◆ Task to carry out
The reply should be a single number: the count of lines below that contain the word "PartialEq".

------------------------

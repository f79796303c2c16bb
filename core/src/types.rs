//! The vehicle record exchanged with the API.
//!
//! # Design
//! Every field is optional: the server is the only source of truth and any
//! subset of fields may be absent. Decoding goes through serde with
//! `deny_unknown_fields`, so a response carrying keys the client doesn't
//! know is reported as malformed instead of being silently dropped.

use std::fmt;

use serde::{Deserialize, Serialize};
use serde_json::{json, Map, Value};

use crate::error::ApiError;
use crate::geo::Coordinates;

/// JSON field names of a vehicle, in wire order.
pub const FIELDS: [&str; 8] = [
    "id",
    "name",
    "model",
    "year",
    "color",
    "price",
    "latitude",
    "longitude",
];

/// A single vehicle as stored by the API.
#[derive(Debug, Clone, Default, PartialEq, Serialize, Deserialize)]
#[serde(deny_unknown_fields)]
pub struct Vehicle {
    #[serde(default, skip_serializing_if = "Option::is_none")]
    pub id: Option<u64>,
    #[serde(default, skip_serializing_if = "Option::is_none")]
    pub name: Option<String>,
    #[serde(default, skip_serializing_if = "Option::is_none")]
    pub model: Option<String>,
    #[serde(default, skip_serializing_if = "Option::is_none")]
    pub year: Option<i32>,
    #[serde(default, skip_serializing_if = "Option::is_none")]
    pub color: Option<String>,
    #[serde(default, skip_serializing_if = "Option::is_none")]
    pub price: Option<f64>,
    #[serde(default, skip_serializing_if = "Option::is_none")]
    pub latitude: Option<f64>,
    #[serde(default, skip_serializing_if = "Option::is_none")]
    pub longitude: Option<f64>,
}

impl Vehicle {
    /// Decode a vehicle from a JSON object, rejecting unknown keys and
    /// mistyped values.
    pub fn from_map(map: Map<String, Value>) -> Result<Self, ApiError> {
        serde_json::from_value(Value::Object(map))
            .map_err(|e| ApiError::Deserialization(e.to_string()))
    }

    /// The present fields as a JSON object. Absent fields are omitted.
    pub fn to_map(&self) -> Map<String, Value> {
        match serde_json::to_value(self) {
            Ok(Value::Object(map)) => map,
            _ => Map::new(),
        }
    }

    /// Look up a field by its JSON name. Absent fields yield `Value::Null`.
    pub fn field(&self, name: &str) -> Result<Value, ApiError> {
        let value = match name {
            "id" => json!(self.id),
            "name" => json!(self.name),
            "model" => json!(self.model),
            "year" => json!(self.year),
            "color" => json!(self.color),
            "price" => json!(self.price),
            "latitude" => json!(self.latitude),
            "longitude" => json!(self.longitude),
            other => return Err(ApiError::UnknownField(other.to_string())),
        };
        Ok(value)
    }

    /// The vehicle's position, if both latitude and longitude are present.
    pub fn coordinates(&self) -> Result<Coordinates, ApiError> {
        match (self.latitude, self.longitude) {
            (Some(latitude), Some(longitude)) => Ok(Coordinates {
                latitude,
                longitude,
            }),
            _ => Err(ApiError::MissingCoordinates { id: self.id }),
        }
    }
}

fn or_none<T: fmt::Display>(value: &Option<T>) -> String {
    match value {
        Some(v) => v.to_string(),
        None => "None".to_string(),
    }
}

impl fmt::Display for Vehicle {
    fn fmt(&self, f: &mut fmt::Formatter<'_>) -> fmt::Result {
        write!(
            f,
            "<Vehicle: {} {} {} {} {}>",
            or_none(&self.name),
            or_none(&self.model),
            or_none(&self.year),
            or_none(&self.color),
            or_none(&self.price),
        )
    }
}
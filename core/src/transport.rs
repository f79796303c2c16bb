//! Executing `HttpRequest` values against the network.
//!
//! # Design
//! `Transport` is the single I/O seam of the crate. `UreqTransport` is the
//! blocking implementation used by `VehicleManager`; tests substitute a
//! scripted transport. Non-2xx statuses are returned as data rather than
//! `Err`, so status interpretation stays in `VehicleClient`.

use std::time::Duration;

use crate::error::ApiError;
use crate::http::{HttpMethod, HttpRequest, HttpResponse};

/// Performs one blocking HTTP round-trip.
pub trait Transport {
    fn execute(&self, request: HttpRequest) -> Result<HttpResponse, ApiError>;
}

impl<T: Transport + ?Sized> Transport for &T {
    fn execute(&self, request: HttpRequest) -> Result<HttpResponse, ApiError> {
        (**self).execute(request)
    }
}

/// Blocking transport backed by a `ureq::Agent`.
#[derive(Clone)]
pub struct UreqTransport {
    agent: ureq::Agent,
}

impl UreqTransport {
    /// Every request is bounded by `timeout`, covering connect through
    /// reading the body.
    pub fn new(timeout: Duration) -> Self {
        let agent = ureq::Agent::config_builder()
            .http_status_as_error(false)
            .timeout_global(Some(timeout))
            .build()
            .new_agent();
        Self { agent }
    }
}

fn with_headers<B>(
    mut builder: ureq::RequestBuilder<B>,
    headers: &[(String, String)],
) -> ureq::RequestBuilder<B> {
    for (key, value) in headers {
        builder = builder.header(key.as_str(), value.as_str());
    }
    builder
}

impl Transport for UreqTransport {
    fn execute(&self, request: HttpRequest) -> Result<HttpResponse, ApiError> {
        let HttpRequest {
            method,
            path,
            headers,
            body,
        } = request;
        let body = body.unwrap_or_default();

        let result = match method {
            HttpMethod::Get => with_headers(self.agent.get(&path), &headers).call(),
            HttpMethod::Delete => with_headers(self.agent.delete(&path), &headers).call(),
            HttpMethod::Post => with_headers(self.agent.post(&path), &headers).send(body.as_bytes()),
            HttpMethod::Put => with_headers(self.agent.put(&path), &headers).send(body.as_bytes()),
        };
        let mut response = result.map_err(|e| ApiError::Transport(e.to_string()))?;

        let status = response.status().as_u16();
        let headers = response
            .headers()
            .iter()
            .map(|(name, value)| {
                (
                    name.as_str().to_string(),
                    value.to_str().unwrap_or_default().to_string(),
                )
            })
            .collect();
        let body = response
            .body_mut()
            .read_to_string()
            .map_err(|e| ApiError::Transport(e.to_string()))?;

        Ok(HttpResponse {
            status,
            headers,
            body,
        })
    }
}

#[cfg(test)]
mod tests {
    use super::*;

    #[test]
    fn unreachable_host_is_a_transport_error() {
        let listener = std::net::TcpListener::bind("127.0.0.1:0").unwrap();
        let addr = listener.local_addr().unwrap();
        drop(listener);

        let transport = UreqTransport::new(Duration::from_secs(2));
        let request = HttpRequest {
            method: HttpMethod::Get,
            path: format!("http://{addr}/vehicles"),
            headers: Vec::new(),
            body: None,
        };
        let err = transport.execute(request).unwrap_err();
        assert!(matches!(err, ApiError::Transport(_)));
    }
}
//! Error types for the vehicle API client.
//!
//! # Design
//! `NotFound` and `IdRequired` get dedicated variants because callers act on
//! them differently from "the server returned an unexpected status." All other
//! non-success responses land in `HttpError` with the raw status code and body
//! for diagnostics. Local failures (bad config, unknown filter field, missing
//! coordinates) never reach the network and carry their own variants.

use std::fmt;

/// Errors returned by `VehicleClient` and `VehicleManager`.
#[derive(Debug)]
pub enum ApiError {
    /// The request could not be sent or no response was received.
    Transport(String),

    /// The server returned 404: the requested vehicle does not exist.
    NotFound,

    /// The vehicle id was missing. The backing server never assigns ids, so
    /// the caller must supply one on add and update.
    IdRequired,

    /// The server returned any other non-success status.
    HttpError { status: u16, body: String },

    /// The response body could not be decoded into the expected type.
    Deserialization(String),

    /// The request payload could not be encoded to JSON.
    Serialization(String),

    /// A filter constraint or field lookup named a field vehicles don't have.
    UnknownField(String),

    /// A distance computation hit a vehicle without latitude/longitude.
    MissingCoordinates { id: Option<u64> },

    /// The manager configuration is invalid.
    Config(String),
}

impl fmt::Display for ApiError {
    fn fmt(&self, f: &mut fmt::Formatter<'_>) -> fmt::Result {
        match self {
            ApiError::Transport(msg) => write!(f, "transport error: {msg}"),
            ApiError::NotFound => write!(f, "vehicle not found"),
            ApiError::IdRequired => {
                write!(f, "vehicle id is required: the server does not generate ids")
            }
            ApiError::HttpError { status, body } => {
                write!(f, "HTTP {status}: {body}")
            }
            ApiError::Deserialization(msg) => {
                write!(f, "deserialization failed: {msg}")
            }
            ApiError::Serialization(msg) => {
                write!(f, "serialization failed: {msg}")
            }
            ApiError::UnknownField(name) => write!(f, "unknown vehicle field: {name}"),
            ApiError::MissingCoordinates { id: Some(id) } => {
                write!(f, "vehicle {id} has no coordinates")
            }
            ApiError::MissingCoordinates { id: None } => {
                write!(f, "vehicle without id has no coordinates")
            }
            ApiError::Config(msg) => write!(f, "invalid configuration: {msg}"),
        }
    }
}

impl std::error::Error for ApiError {}
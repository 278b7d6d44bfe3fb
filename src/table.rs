//! Column-oriented feature table.
//!
//! A [`FeatureTable`] holds named `f64` columns of equal length. Missing
//! values are stored as `NaN` and skipped by [`ColumnStats`].

use serde::Serialize;

use crate::errors::FeatureError;
use crate::indicators::candle::Candle;

pub const OPEN: &str = "open";
pub const HIGH: &str = "high";
pub const LOW: &str = "low";
pub const CLOSE: &str = "close";
pub const VOLUME: &str = "volume";

/// A single named column.
#[derive(Debug, Clone, PartialEq, Serialize)]
pub struct Column {
    pub name: String,
    // serde_json writes NaN as null
    pub values: Vec<f64>,
}

/// Ordered set of named numeric columns sharing an implicit row index.
#[derive(Debug, Clone, Default, PartialEq, Serialize)]
pub struct FeatureTable {
    columns: Vec<Column>,
    #[serde(skip)]
    rows: usize,
}

impl FeatureTable {
    pub fn new() -> Self {
        Self::default()
    }

    /// Builds a table with `open, high, low, close, volume` columns.
    pub fn from_candles(candles: &[Candle]) -> Self {
        let pick = |f: fn(&Candle) -> f64| candles.iter().map(f).collect::<Vec<_>>();

        Self {
            columns: vec![
                Column { name: OPEN.into(), values: pick(Candle::get_open) },
                Column { name: HIGH.into(), values: pick(Candle::get_high) },
                Column { name: LOW.into(), values: pick(Candle::get_low) },
                Column { name: CLOSE.into(), values: pick(Candle::get_close) },
                Column { name: VOLUME.into(), values: pick(Candle::get_volume) },
            ],
            rows: candles.len(),
        }
    }

    /// Builds a table from `(name, values)` pairs, in order.
    pub fn from_columns<I, S>(columns: I) -> Result<Self, FeatureError>
    where
        I: IntoIterator<Item = (S, Vec<f64>)>,
        S: Into<String>,
    {
        let mut table = Self::new();
        for (name, values) in columns {
            table.insert_column(name, values)?;
        }
        Ok(table)
    }

    /// Appends a column, or replaces the values of an existing column with
    /// the same name while keeping its position.
    ///
    /// A table without columns adopts the length of the first one inserted.
    pub fn insert_column(
        &mut self,
        name: impl Into<String>,
        values: Vec<f64>,
    ) -> Result<(), FeatureError> {
        let name = name.into();

        if self.columns.is_empty() {
            self.rows = values.len();
        } else if values.len() != self.rows {
            return Err(FeatureError::LengthMismatch {
                column: name,
                expected: self.rows,
                actual: values.len(),
            });
        }

        match self.position(&name) {
            Some(index) => self.columns[index].values = values,
            None => self.columns.push(Column { name, values }),
        }
        Ok(())
    }

    pub fn column(&self, name: &str) -> Option<&[f64]> {
        self.position(name).map(|i| self.columns[i].values.as_slice())
    }

    /// Like [`column`](Self::column) but fails with `MissingColumn`.
    pub fn require(&self, name: &str) -> Result<&[f64], FeatureError> {
        self.column(name).ok_or_else(|| FeatureError::missing(name))
    }

    pub(crate) fn column_mut(&mut self, name: &str) -> Option<&mut Vec<f64>> {
        let index = self.position(name)?;
        Some(&mut self.columns[index].values)
    }

    pub fn contains(&self, name: &str) -> bool {
        self.position(name).is_some()
    }

    /// Column names in insertion order.
    pub fn column_names(&self) -> Vec<&str> {
        self.columns.iter().map(|c| c.name.as_str()).collect()
    }

    pub fn columns(&self) -> &[Column] {
        &self.columns
    }

    /// Number of rows.
    pub fn len(&self) -> usize {
        self.rows
    }

    /// Number of columns.
    pub fn width(&self) -> usize {
        self.columns.len()
    }

    pub fn is_empty(&self) -> bool {
        self.rows == 0
    }

    /// Statistics over the defined values of a column.
    pub fn stats(&self, name: &str) -> Result<ColumnStats, FeatureError> {
        self.require(name).map(ColumnStats::from_values)
    }

    /// Number of rows holding at least one missing value.
    pub fn incomplete_rows(&self) -> usize {
        (0..self.rows).filter(|&row| self.row_has_missing(row)).count()
    }

    /// Removes every row that holds a missing value in any column.
    ///
    /// Returns the number of rows dropped.
    pub fn drop_incomplete_rows(&mut self) -> usize {
        let keep: Vec<bool> = (0..self.rows).map(|row| !self.row_has_missing(row)).collect();
        let kept = keep.iter().filter(|&&k| k).count();
        let dropped = self.rows - kept;

        if dropped > 0 {
            for column in &mut self.columns {
                let mut flags = keep.iter();
                column.values.retain(|_| *flags.next().unwrap_or(&false));
            }
            self.rows = kept;
        }

        dropped
    }

    fn row_has_missing(&self, row: usize) -> bool {
        self.columns.iter().any(|c| c.values[row].is_nan())
    }

    fn position(&self, name: &str) -> Option<usize> {
        self.columns.iter().position(|c| c.name == name)
    }
}

/// Observed range and spread of a column, ignoring missing values.
///
/// Every field is `None` when it is undefined for the column: no defined
/// values at all, or fewer than two for the deviation.
#[derive(Debug, Clone, Copy, Default, PartialEq)]
pub struct ColumnStats {
    pub min: Option<f64>,
    pub max: Option<f64>,
    /// Sample standard deviation (n - 1 denominator).
    pub std_dev: Option<f64>,
    pub defined: usize,
}

impl ColumnStats {
    pub fn from_values(values: &[f64]) -> Self {
        let defined: Vec<f64> = values.iter().copied().filter(|v| !v.is_nan()).collect();
        if defined.is_empty() {
            return Self::default();
        }

        let min = defined.iter().copied().fold(f64::INFINITY, f64::min);
        let max = defined.iter().copied().fold(f64::NEG_INFINITY, f64::max);

        let n = defined.len();
        let std_dev = if n < 2 {
            None
        } else {
            let mean = defined.iter().sum::<f64>() / n as f64;
            let sum_sq: f64 = defined.iter().map(|v| (v - mean).powi(2)).sum();
            Some((sum_sq / (n - 1) as f64).sqrt())
        };

        Self {
            min: Some(min),
            max: Some(max),
            std_dev,
            defined: n,
        }
    }

    /// True when the column holds no defined value.
    pub fn is_empty(&self) -> bool {
        self.defined == 0
    }
}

------------------------

◆ Task output
4